# Set Up A Camera Case in my Apartment



## webestang64 (Aug 25, 2018)

Only could fit one glass case in my apartment for cameras. I got around 95 in there including 8mm and 1-16mm camera. I still need to dig out all my movie projectors for the top of the case.

Enjoy........












Highlights.......


----------



## Derrel (Aug 25, 2018)

Awesome, man! THAT'S wonderful. I recognize a few of those puppies! Even have a handful of the same or similar models.


----------



## webestang64 (Aug 26, 2018)

Thanks Derrel. It's about 40% of the total collection. Most are freebie's from 35 years working in camera store/labs. I also have my radios/TV's in another corner.


----------



## Dean_Gretsch (Jan 17, 2019)

Seeing the flash cubes made me smile. I had forgotten them!


----------



## star camera company (Nov 11, 2019)

Wow!  That’s Astonishing!  How many Wives have you went through?   I Did Not See a Triad Fotron!      Can you imagine if you took all these to a repairman for a CLA?


----------



## 480sparky (Nov 11, 2019)

A drug habit probably would have been cheaper.  Just sayin'.....


----------



## Original katomi (Nov 11, 2019)

As my kids would say OMG. Wow now I know I am a fossil 
I rem some of your kit


----------



## webestang64 (Nov 11, 2019)

star camera company said:


> Wow!  That’s Astonishing!  How many Wives have you went through?   I Did Not See a Triad Fotron!      Can you imagine if you took all these to a repairman for a CLA?

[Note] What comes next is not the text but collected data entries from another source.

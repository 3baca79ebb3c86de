//! # genbankx - GenBank CDS extraction
//!
//! A lightweight GenBank flat-file parser that keeps CDS locations as ordered
//! interval lists, translates coding sequences, and writes FASTA.
//!
//! ## Architecture
//!
//! - `model`: Intervals, strands, features, CDS and records
//! - `formats`: GenBank parsing (location grammar, record state machine) and FASTA output
//! - `genetic_code`: Codon tables, translation, reverse complement
//! - `controller`: CDS extraction and FASTA header construction
//!
//! ## Example
//!
//! ```
//! use genbankx::formats::genbank::parse_genbank_str;
//! use genbankx::genetic_code::{standard_table, translate};
//!
//! let gb = "LOCUS       tiny  9 bp\n\
//!           FEATURES             Location/Qualifiers\n\
//!           \x20    CDS             1..9\n\
//!           ORIGIN\n\
//!           \x20       1 atgaaataa\n\
//!           //\n";
//! let record = parse_genbank_str(gb).next().unwrap();
//! let dna = record.cds[0].extract_from(&record.sequence);
//! assert_eq!(translate(&dna, standard_table(), true), "MK");
//! ```

pub mod controller;
pub mod formats;
pub mod genetic_code;
pub mod model;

Never married....... Most likely a good thing since I also collect radios, typewriters, vinyl records, VHS tape movies, Matchbox cars. 



480sparky said:


> A drug habit probably would have been cheaper.  Just sayin'.....



No kidding....although most of the around 2000 cameras I have were freebies from customers at the photo store/labs I've worked in since 1985.


----------



## Original katomi (Nov 11, 2019)

Still using ASA on the flash metere, it only goes up to 800 ASA


----------



## jcdeboever (Nov 12, 2019)

Camera porn at 6:20 AM....nice


----------



## vintagesnaps (Nov 12, 2019)

Fabulous-ness. 

Have you been in my house?? oh wait, mine are all sitting around as usual...A display case like this is what I need, too many thrift store finds, etc. But I don't have nearly this many or duplicates.

I've never seen a Liliput, but that sounds familiar. What's the lens in the wooden box? I'm mentally window shopping... you could hold your own camera swap.


----------



## webestang64 (Nov 12, 2019)

vintagesnaps said:


> I've never seen a Liliput, but that sounds familiar. What's the lens in the wooden box?



That Lilliput is a tiny negative contact printer. The Lilliput 1 is square. And the one under is about 3x4 inches.


----------



## vintagesnaps (Nov 12, 2019)

Ooh, I could use one of those, for lumen prints, will have to keep an eye out for one. I'm always using tiny expired photo paper, and did finally luck into a small easel.

I have a Fotron. With one of their photo albums. I like ridiculous. 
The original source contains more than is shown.